PROBLEM REQUIREMENTS ▸
Say how many lines in the records contain the string "unique". Nothing but the number should be given.

DATA TO PROCESS ▸
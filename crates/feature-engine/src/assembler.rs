//! Feature Row Assembly

use crate::input::YieldInput;
use crate::row::{FeatureRow, FeatureValue};
use crate::schema::{ColumnKind, FeatureSchema};
use crate::FeatureError;
use std::sync::Arc;
use tracing::debug;

/// Builds model input rows against a fixed schema
#[derive(Debug, Clone)]
pub struct FeatureAssembler {
    schema: Arc<FeatureSchema>,
}

impl FeatureAssembler {
    /// Create an assembler for the given schema
    pub fn new(schema: Arc<FeatureSchema>) -> Self {
        Self { schema }
    }

    /// Schema rows are assembled against
    pub fn schema(&self) -> &Arc<FeatureSchema> {
        &self.schema
    }

    /// Crops this assembler accepts
    pub fn crops(&self) -> &[String] {
        self.schema.crops()
    }

    /// Assemble one row in schema order.
    ///
    /// Scalars land in their named columns, the requested crop's indicator is
    /// set to 1 and every other crop indicator to 0. Columns no input feeds
    /// are zero-filled, and inputs with no column are dropped.
    pub fn assemble(&self, input: &YieldInput) -> Result<FeatureRow, FeatureError> {
        let crop_position =
            self.schema
                .crop_position(&input.crop)
                .ok_or_else(|| FeatureError::UnknownCrop {
                    crop: input.crop.clone(),
                    available: self.schema.crops().to_vec(),
                })?;

        let values = self
            .schema
            .kinds()
            .iter()
            .enumerate()
            .map(|(idx, kind)| match kind {
                ColumnKind::Year => FeatureValue::Int(i64::from(input.year)),
                ColumnKind::Rainfall => FeatureValue::Float(input.rainfall),
                ColumnKind::Pesticides => FeatureValue::Float(input.pesticides),
                ColumnKind::Temperature => FeatureValue::Float(input.temperature),
                ColumnKind::Area => FeatureValue::Text(input.area.clone()),
                ColumnKind::Crop => FeatureValue::Int(i64::from(idx == crop_position)),
                ColumnKind::Other => FeatureValue::Int(0),
            })
            .collect();

        debug!(
            "Assembled feature row: crop={}, area={}, year={}, columns={}",
            input.crop,
            input.area,
            input.year,
            self.schema.len()
        );

        Ok(FeatureRow::new(Arc::clone(&self.schema), values))
    }
}

#[cfg(test)]
mod tests {
    use super::*;
    use crate::schema::{PESTICIDES_COLUMN, RAINFALL_COLUMN, TEMPERATURE_COLUMN, YEAR_COLUMN};
    use proptest::prelude::*;
    use proptest::sample::Index;
    use std::collections::{HashMap, HashSet};

    fn reference_assembler() -> FeatureAssembler {
        let schema = FeatureSchema::new([
            "Year",
            "average_rain_fall_mm_per_year",
            "pesticides_tonnes",
            "avg_temp",
            "Area",
            "Item_Maize",
            "Item_Rice",
        ])
        .unwrap();
        FeatureAssembler::new(Arc::new(schema))
    }

    #[test]
    fn test_reference_scenario() {
        let assembler = reference_assembler();
        let input = YieldInput {
            year: 2025,
            rainfall: 2000.0,
            temperature: 25.0,
            pesticides: 450.0,
            area: "Bangladesh".to_string(),
            crop: "Rice".to_string(),
        };

        let row = assembler.assemble(&input).unwrap();
        let expected: Vec<(&str, FeatureValue)> = vec![
            ("Year", 2025i64.into()),
            ("average_rain_fall_mm_per_year", 2000.0.into()),
            ("pesticides_tonnes", 450.0.into()),
            ("avg_temp", 25.0.into()),
            ("Area", "Bangladesh".into()),
            ("Item_Maize", 0i64.into()),
            ("Item_Rice", 1i64.into()),
        ];
        let actual: Vec<(&str, FeatureValue)> =
            row.columns().map(|(c, v)| (c, v.clone())).collect();
        assert_eq!(actual, expected);
    }

    #[test]
    fn test_row_serializes_in_schema_order() {
        let row = reference_assembler()
            .assemble(&YieldInput::for_crop("Maize"))
            .unwrap();
        let json = serde_json::to_string(&row).unwrap();
        assert_eq!(
            json,
            r#"{"Year":2025,"average_rain_fall_mm_per_year":2000.0,"pesticides_tonnes":450.0,"avg_temp":25.0,"Area":"Bangladesh","Item_Maize":1,"Item_Rice":0}"#
        );
    }

    #[test]
    fn test_unknown_crop_fails() {
        let err = reference_assembler()
            .assemble(&YieldInput::for_crop("Cassava"))
            .unwrap_err();
        match err {
            FeatureError::UnknownCrop { crop, available } => {
                assert_eq!(crop, "Cassava");
                assert_eq!(available, vec!["Maize".to_string(), "Rice".to_string()]);
            }
            other => panic!("unexpected error: {other}"),
        }
    }

    #[test]
    fn test_crop_match_is_exact() {
        let assembler = reference_assembler();
        assert!(assembler.assemble(&YieldInput::for_crop("rice")).is_err());
        assert!(assembler.assemble(&YieldInput::for_crop("Item_Rice")).is_err());
        assert!(assembler.assemble(&YieldInput::for_crop("")).is_err());
    }

    #[test]
    fn test_unfed_columns_zero_filled_and_area_one_hot_untouched() {
        let schema = FeatureSchema::new([
            "Area_Bangladesh",
            "Year",
            "Item_Wheat",
            "soil_ph",
            "Item_Potatoes",
        ])
        .unwrap();
        let assembler = FeatureAssembler::new(Arc::new(schema));
        let row = assembler.assemble(&YieldInput::for_crop("Potatoes")).unwrap();

        assert_eq!(row.len(), 5);
        assert_eq!(row.column("Area_Bangladesh"), Some(&FeatureValue::Int(0)));
        assert_eq!(row.column("soil_ph"), Some(&FeatureValue::Int(0)));
        assert_eq!(row.column("Item_Wheat"), Some(&FeatureValue::Int(0)));
        assert_eq!(row.column("Item_Potatoes"), Some(&FeatureValue::Int(1)));
        // Area has no column, so it is dropped
        assert_eq!(row.column("Area"), None);
    }

    #[test]
    fn test_encode_uses_vocabulary() {
        let mut categories = HashMap::new();
        categories.insert(
            "Area".to_string(),
            vec!["Albania".to_string(), "Bangladesh".to_string()],
        );
        let schema =
            FeatureSchema::with_categories(["Year", "Area", "Item_Rice"], categories).unwrap();
        let assembler = FeatureAssembler::new(Arc::new(schema));

        let encoded = assembler
            .assemble(&YieldInput::for_crop("Rice"))
            .unwrap()
            .encode_f32();
        assert_eq!(encoded, vec![2025.0, 1.0, 1.0]);

        let unknown = YieldInput {
            area: "Atlantis".to_string(),
            ..YieldInput::for_crop("Rice")
        };
        let encoded = assembler.assemble(&unknown).unwrap().encode_f32();
        assert!(encoded[1].is_nan());
    }

    fn schema_strategy() -> impl Strategy<Value = (Vec<String>, Vec<String>)> {
        (
            prop::collection::hash_set("[A-Z][a-z]{2,8}", 1..6),
            prop::collection::hash_set("x_[a-z]{3,6}", 0..4),
            any::<bool>(),
        )
            .prop_flat_map(|(crops, extras, with_area)| {
                let crops: Vec<String> = crops.into_iter().collect();
                let mut columns: Vec<String> = [
                    YEAR_COLUMN,
                    RAINFALL_COLUMN,
                    PESTICIDES_COLUMN,
                    TEMPERATURE_COLUMN,
                ]
                .iter()
                .map(|c| c.to_string())
                .collect();
                if with_area {
                    columns.push("Area".to_string());
                }
                columns.extend(crops.iter().map(|c| format!("Item_{c}")));
                columns.extend(extras);
                (Just(columns).prop_shuffle(), Just(crops))
            })
    }

    fn input_strategy() -> impl Strategy<Value = YieldInput> {
        (
            1960i32..=2035,
            0.0f64..5000.0,
            -10.0f64..45.0,
            0.0f64..400_000.0,
            "[A-Za-z ]{0,20}",
        )
            .prop_map(|(year, rainfall, temperature, pesticides, area)| YieldInput {
                year,
                rainfall,
                temperature,
                pesticides,
                area,
                crop: String::new(),
            })
    }

    proptest! {
        #[test]
        fn prop_row_matches_schema_exactly(
            (columns, crops) in schema_strategy(),
            pick in any::<Index>(),
            input in input_strategy(),
        ) {
            let schema = Arc::new(FeatureSchema::new(columns.clone()).unwrap());
            let assembler = FeatureAssembler::new(schema);
            let input = YieldInput { crop: pick.get(&crops).clone(), ..input };

            let row = assembler.assemble(&input).unwrap();
            let row_columns: Vec<&str> = row.columns().map(|(c, _)| c).collect();

            prop_assert_eq!(&row_columns, &columns);
            let unique: HashSet<&str> = row_columns.iter().copied().collect();
            prop_assert_eq!(unique.len(), columns.len());
        }

        #[test]
        fn prop_exactly_one_crop_indicator_set(
            (columns, crops) in schema_strategy(),
            pick in any::<Index>(),
            input in input_strategy(),
        ) {
            let assembler = FeatureAssembler::new(Arc::new(FeatureSchema::new(columns).unwrap()));
            let chosen = pick.get(&crops).clone();
            let row = assembler.assemble(&YieldInput { crop: chosen.clone(), ..input }).unwrap();

            for crop in &crops {
                let expected = i64::from(*crop == chosen);
                prop_assert_eq!(
                    row.column(&format!("Item_{crop}")),
                    Some(&FeatureValue::Int(expected))
                );
            }
        }

        #[test]
        fn prop_assembly_is_idempotent(
            (columns, crops) in schema_strategy(),
            pick in any::<Index>(),
            input in input_strategy(),
        ) {
            let assembler = FeatureAssembler::new(Arc::new(FeatureSchema::new(columns).unwrap()));
            let input = YieldInput { crop: pick.get(&crops).clone(), ..input };

            prop_assert_eq!(assembler.assemble(&input).unwrap(), assembler.assemble(&input).unwrap());
        }
    }
}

TASK SOLUTION ▸
2